On Sun, Dec 8, 2024 at 11:44 AM Peter Dimov via Boost
Matt Borland is considering proposing boost::uint128_t to Core, but that would mean depending on Core.
Would it be better to make this its own library? More fine-grained libraries could have appeal to Boost users. Thanks

El 08/12/2024 a las 20:49, Vinnie Falco via Boost escribió:
I wouldn't like to add another dependency to the library users. Wouldn't be acceptable to take all the bits from the hash, treat the hash as an array 64 bit or 32 bits hashes and apply something like hash_combine or similar to each element so that we combine big hashes preserving all bits from result_type? This would also scale to 512 bit or bigger hashes. Best, Ion

On Sun, Dec 8, 2024 at 8:44 PM Peter Dimov via Boost
As for int128: my first intuition is that sum type be conditional on size of result_type, i.e. use int128 only when result_type is greater than 64 bits? I am not sure how this affects cryptographic properties of algorithm, but could be good heuristic since IDK of any safe crypto algorithm that uses 64bits or less for result. Still this is not something I would recommend since as mentioned I do not know enough about cryptography to understand what transformations are safe.

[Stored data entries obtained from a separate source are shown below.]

//! Common test utilities for refresh engine integration tests
//!
//! Builds an in-memory cluster, an in-memory status store and a state
//! machine over both, with a retry policy that has no jitter so attempt
//! accounting is deterministic.
#![allow(dead_code, reason = "not every test binary uses every helper")]

use node_refresh_controller::cluster::memory::{ready_node, running_pod};
use node_refresh_controller::cluster::{
    ClusterClient, DisruptionBudget, InMemoryCluster, NodeStatus, PodInfo,
};
use node_refresh_controller::config::ControllerConfig;
use node_refresh_controller::controller::request::{NodeRefreshRequest, RefreshPhase};
use node_refresh_controller::controller::state_machine::{Advance, Next, NodeRefreshStateMachine};
use node_refresh_controller::store::{MemoryStatusStore, StatusStore};
use std::collections::BTreeMap;
use std::sync::Arc;

pub const TARGET: &str = "worker-1";
pub const REPLACEMENT: &str = "worker-1-refresh";
pub const WEB_BUDGET: &str = "default/web";

/// Upper bound on evaluations before a scenario is considered stuck
pub const MAX_STEPS: usize = 50;

/// Configuration with three attempts per phase and no jitter
pub fn test_config() -> ControllerConfig {
    ControllerConfig {
        retry_base_ms: 10,
        retry_max_secs: 1,
        retry_max_attempts: 3,
        retry_jitter: 0.0,
        provisioning_poll_secs: 1,
        cluster_call_timeout_secs: 5,
        resync_interval_secs: 1,
        reconciliation_error_requeue_secs: 1,
        max_concurrent_reconciliations: 2,
        ..ControllerConfig::default()
    }
}

pub struct Harness {
    pub cluster: Arc<InMemoryCluster>,
    pub store: Arc<MemoryStatusStore>,
    pub config: ControllerConfig,
}

impl Harness {
    /// Cluster with a single Ready target node in the `workers` pool
    pub fn new() -> Self {
        let cluster = Arc::new(InMemoryCluster::new());
        cluster.add_node(worker(TARGET));
        Self {
            cluster,
            store: Arc::new(MemoryStatusStore::new()),
            config: test_config(),
        }
    }

    pub fn cluster_client(&self) -> Arc<dyn ClusterClient> {
        Arc::clone(&self.cluster) as Arc<dyn ClusterClient>
    }

    pub fn status_store(&self) -> Arc<dyn StatusStore> {
        Arc::clone(&self.store) as Arc<dyn StatusStore>
    }

    /// A fresh state machine, as built by a newly started controller
    pub fn machine(&self) -> NodeRefreshStateMachine {
        NodeRefreshStateMachine::new(self.cluster_client(), self.status_store(), &self.config)
    }

    /// Pods `web-0..web-{count}` on the target, covered by one budget
    pub fn add_budgeted_pods(&self, count: usize, allowed: u32) {
        for i in 0..count {
            self.cluster
                .add_pod(TARGET, budgeted_pod(&format!("web-{i}")));
        }
        self.set_web_budget(allowed);
    }

    pub fn set_web_budget(&self, allowed: u32) {
        self.cluster.set_budget(DisruptionBudget {
            scope: WEB_BUDGET.to_string(),
            disruptions_allowed: allowed,
            current_healthy: 3,
            desired_healthy: 2,
        });
    }
}

pub fn worker(name: &str) -> NodeStatus {
    NodeStatus {
        labels: BTreeMap::from([
            ("node-pool".to_string(), "workers".to_string()),
            ("kubernetes.io/hostname".to_string(), name.to_string()),
        ]),
        ..ready_node(name)
    }
}

pub fn budgeted_pod(name: &str) -> PodInfo {
    PodInfo {
        budget: Some(WEB_BUDGET.to_string()),
        ..running_pod("default", name)
    }
}

/// Advance once and persist the result, as the reconciliation loop does
pub async fn step(
    machine: &NodeRefreshStateMachine,
    store: &MemoryStatusStore,
    request: NodeRefreshRequest,
) -> Advance {
    let advance = machine.advance(request).await;
    store
        .save(&advance.request)
        .await
        .expect("in-memory save should succeed");
    advance
}

/// Advance until `phase` is reached or the request is terminal
pub async fn drive_to(
    machine: &NodeRefreshStateMachine,
    store: &MemoryStatusStore,
    mut request: NodeRefreshRequest,
    phase: RefreshPhase,
) -> NodeRefreshRequest {
    for _ in 0..MAX_STEPS {
        if request.phase == phase || request.is_terminal() {
            return request;
        }
        request = step(machine, store, request).await.request;
    }
    panic!("request stuck in {:?} before reaching {phase:?}", request.phase);
}

/// Advance until terminal, returning the request and every phase visited
pub async fn drive_to_end(
    machine: &NodeRefreshStateMachine,
    store: &MemoryStatusStore,
    mut request: NodeRefreshRequest,
) -> (NodeRefreshRequest, Vec<RefreshPhase>) {
    let mut phases = vec![request.phase];
    for _ in 0..MAX_STEPS {
        let Advance { request: next, next: outcome } = step(machine, store, request).await;
        request = next;
        if phases.last() != Some(&request.phase) {
            phases.push(request.phase);
        }
        if outcome == Next::Terminal {
            return (request, phases);
        }
    }
    panic!("request did not finish, last phase {:?}", request.phase);
}

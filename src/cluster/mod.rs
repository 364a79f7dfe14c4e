//! # Cluster Access
//!
//! The narrow set of cluster reads and writes the node refresh engine needs.
//!
//! - `ClusterClient`: the trait the state machine, planner and health checker call
//! - `k8s`: implementation on top of the Kubernetes API
//! - `memory`: in-memory cluster for local simulation and tests
//!
//! Every operation reports "not found" and "conflict" distinctly from other
//! failures so callers can treat idempotent writes as done.

pub mod k8s;
pub mod memory;

use async_trait::async_trait;
use std::collections::BTreeMap;
use std::future::Future;
use std::time::Duration;
use thiserror::Error;

pub use k8s::KubeClusterClient;
pub use memory::{InMemoryCluster, Operation};

/// Errors returned by cluster operations
#[derive(Debug, Clone, Error, PartialEq, Eq)]
pub enum ClusterError {
    /// Object does not exist
    #[error("{kind} {name} not found")]
    NotFound { kind: &'static str, name: String },
    /// Optimistic concurrency conflict or object already exists
    #[error("conflict on {kind} {name}: {message}")]
    Conflict {
        kind: &'static str,
        name: String,
        message: String,
    },
    /// Eviction refused because it would violate a disruption budget
    #[error("eviction of {pod} refused by disruption budget: {message}")]
    DisruptionBudget { pod: String, message: String },
    /// Call did not complete within the caller-supplied timeout
    #[error("{operation} timed out after {seconds}s")]
    Timeout {
        operation: &'static str,
        seconds: u64,
    },
    /// Any other API failure
    #[error("{operation} failed: {message}")]
    Api {
        operation: &'static str,
        message: String,
    },
}

impl ClusterError {
    #[must_use]
    pub fn is_not_found(&self) -> bool {
        matches!(self, ClusterError::NotFound { .. })
    }

    #[must_use]
    pub fn is_conflict(&self) -> bool {
        matches!(self, ClusterError::Conflict { .. })
    }

    /// Errors worth retrying with backoff
    #[must_use]
    pub fn is_transient(&self) -> bool {
        !self.is_not_found()
    }
}

/// Result type alias for cluster operations
pub type ClusterResult<T> = std::result::Result<T, ClusterError>;

/// Observed state of a node
#[derive(Debug, Clone, PartialEq, Eq, Default)]
pub struct NodeStatus {
    pub name: String,
    /// Ready condition is `True`
    pub ready: bool,
    /// Health of the Ready condition is known at all
    pub ready_known: bool,
    /// `spec.unschedulable`
    pub unschedulable: bool,
    /// Allocatable pod capacity registered by the kubelet
    pub allocatable_pods: u32,
    pub labels: BTreeMap<String, String>,
    pub annotations: BTreeMap<String, String>,
    pub created_at: Option<chrono::DateTime<chrono::Utc>>,
}

/// Request to provision a replacement node
#[derive(Debug, Clone, PartialEq, Eq, Default)]
pub struct NodeSpec {
    pub name: String,
    pub labels: BTreeMap<String, String>,
}

/// Lifecycle phase of a pod as reported by the API
#[derive(Debug, Clone, Copy, PartialEq, Eq, Default)]
pub enum PodPhase {
    Pending,
    Running,
    Succeeded,
    Failed,
    #[default]
    Unknown,
}

impl PodPhase {
    #[must_use]
    pub fn parse(phase: Option<&str>) -> Self {
        match phase {
            Some("Pending") => PodPhase::Pending,
            Some("Running") => PodPhase::Running,
            Some("Succeeded") => PodPhase::Succeeded,
            Some("Failed") => PodPhase::Failed,
            _ => PodPhase::Unknown,
        }
    }

    /// Pod finished and holds no workload
    #[must_use]
    pub fn is_finished(&self) -> bool {
        matches!(self, PodPhase::Succeeded | PodPhase::Failed)
    }
}

/// A pod scheduled on a node, reduced to what draining needs
#[derive(Debug, Clone, PartialEq, Eq, Default)]
pub struct PodInfo {
    pub namespace: String,
    pub name: String,
    pub phase: PodPhase,
    /// Ready condition; `None` when the pod reports no Ready condition
    pub ready: Option<bool>,
    /// Disruption budget covering the pod (`namespace/name`), if any
    pub budget: Option<String>,
    /// Owned by a DaemonSet; drain leaves it in place
    pub daemonset: bool,
    /// Static pod mirrored by the kubelet; cannot be evicted
    pub mirror: bool,
    /// Deletion timestamp set
    pub terminating: bool,
}

impl PodInfo {
    /// Identifier used in `drainedPods` and eviction calls
    #[must_use]
    pub fn id(&self) -> String {
        pod_id(&self.namespace, &self.name)
    }

    /// Drain is responsible for moving this pod
    #[must_use]
    pub fn is_evictable(&self) -> bool {
        !self.daemonset && !self.mirror
    }

    /// Pod still occupies the node as a workload
    #[must_use]
    pub fn is_running_workload(&self) -> bool {
        self.is_evictable() && !self.phase.is_finished()
    }
}

/// Snapshot of a disruption budget
#[derive(Debug, Clone, PartialEq, Eq, Default)]
pub struct DisruptionBudget {
    /// `namespace/name`
    pub scope: String,
    /// Disruptions the budget admits right now
    pub disruptions_allowed: u32,
    pub current_healthy: u32,
    pub desired_healthy: u32,
}

/// Build a pod identifier
#[must_use]
pub fn pod_id(namespace: &str, name: &str) -> String {
    format!("{namespace}/{name}")
}

/// Split a `namespace/name` identifier
#[must_use]
pub fn split_id(id: &str) -> (&str, &str) {
    id.split_once('/').unwrap_or(("default", id))
}

/// Bound a cluster call by `timeout`, mapping expiry to `ClusterError::Timeout`
pub async fn with_timeout<T, F>(timeout: Duration, operation: &'static str, call: F) -> ClusterResult<T>
where
    F: Future<Output = ClusterResult<T>>,
{
    tokio::time::timeout(timeout, call)
        .await
        .unwrap_or(Err(ClusterError::Timeout {
            operation,
            seconds: timeout.as_secs(),
        }))
}

/// Cluster operations consumed by the refresh engine
///
/// Implementations must be safe to call concurrently for different nodes.
#[async_trait]
pub trait ClusterClient: Send + Sync {
    /// Fetch a node; `NotFound` when it does not exist
    async fn get_node(&self, node: &str) -> ClusterResult<NodeStatus>;

    /// List nodes matching a label selector (`key=value` pairs, all must match)
    async fn list_nodes(&self, selector: &BTreeMap<String, String>)
        -> ClusterResult<Vec<NodeStatus>>;

    /// List pods bound to a node, with their disruption scope resolved
    async fn list_pods(&self, node: &str) -> ClusterResult<Vec<PodInfo>>;

    /// Fetch a disruption budget by scope (`namespace/name`)
    async fn get_disruption_budget(&self, scope: &str) -> ClusterResult<DisruptionBudget>;

    /// Mark a node unschedulable; succeeds if already cordoned
    async fn cordon(&self, node: &str) -> ClusterResult<()>;

    /// Evict a pod (`namespace/name`) through the eviction API
    async fn evict(&self, pod: &str) -> ClusterResult<()>;

    /// Delete a node object
    async fn delete_node(&self, node: &str) -> ClusterResult<()>;

    /// Submit a node provisioning request; `Conflict` when it already exists
    async fn create_node(&self, spec: &NodeSpec) -> ClusterResult<String>;

    /// Current status of a node (used for readiness polling)
    async fn get_node_status(&self, node: &str) -> ClusterResult<NodeStatus>;

    /// Remove an annotation from a node; succeeds if absent
    async fn remove_node_annotation(&self, node: &str, key: &str) -> ClusterResult<()>;
}

#[cfg(test)]
mod tests {
    use super::*;

    #[test]
    fn test_pod_id_round_trip() {
        assert_eq!(pod_id("kube-system", "dns-0"), "kube-system/dns-0");
        assert_eq!(split_id("kube-system/dns-0"), ("kube-system", "dns-0"));
        assert_eq!(split_id("orphan"), ("default", "orphan"));
    }

    #[test]
    fn test_daemonset_and_mirror_pods_are_not_evictable() {
        let pod = PodInfo {
            daemonset: true,
            phase: PodPhase::Running,
            ..PodInfo::default()
        };
        assert!(!pod.is_evictable());
        assert!(!pod.is_running_workload());

        let pod = PodInfo {
            mirror: true,
            ..PodInfo::default()
        };
        assert!(!pod.is_evictable());
    }

    #[test]
    fn test_finished_pods_are_not_running_workloads() {
        let pod = PodInfo {
            phase: PodPhase::Succeeded,
            ..PodInfo::default()
        };
        assert!(pod.is_evictable());
        assert!(!pod.is_running_workload());
    }

    #[test]
    fn test_not_found_is_not_transient() {
        let err = ClusterError::NotFound {
            kind: "Node",
            name: "n1".to_string(),
        };
        assert!(!err.is_transient());
        let err = ClusterError::Timeout {
            operation: "cordon",
            seconds: 30,
        };
        assert!(err.is_transient());
    }

    #[tokio::test(start_paused = true)]
    async fn test_with_timeout_maps_elapsed_call() {
        let result: ClusterResult<()> = with_timeout(Duration::from_secs(1), "cordon", async {
            tokio::time::sleep(Duration::from_secs(5)).await;
            Ok(())
        })
        .await;
        assert_eq!(
            result,
            Err(ClusterError::Timeout {
                operation: "cordon",
                seconds: 1,
            })
        );
    }
}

On Sun, Dec 8, 2024 at 11:27 AM Ivan Matek via Boost
...sum is commutative.
Bitwise XOR and modular unsigned multiplication are also commutative. Check out this paper: "Incremental Multiset Hash Functions and Their Application to Memory Integrity Checking" https://people.csail.mit.edu/devadas/pubs/mhashes.pdf Thanks

Vinnie Falco wrote:
Bitwise xor has the problem that xoring two equal values yields 0, so the sequences [1], [1, 1, 1], [1, 2, 2] and so on all hash to the same thing. Multiply has the problem that a single 0 cancels out everything, and the problem that multiplying 64 even numbers zeroes out the low 64 bits.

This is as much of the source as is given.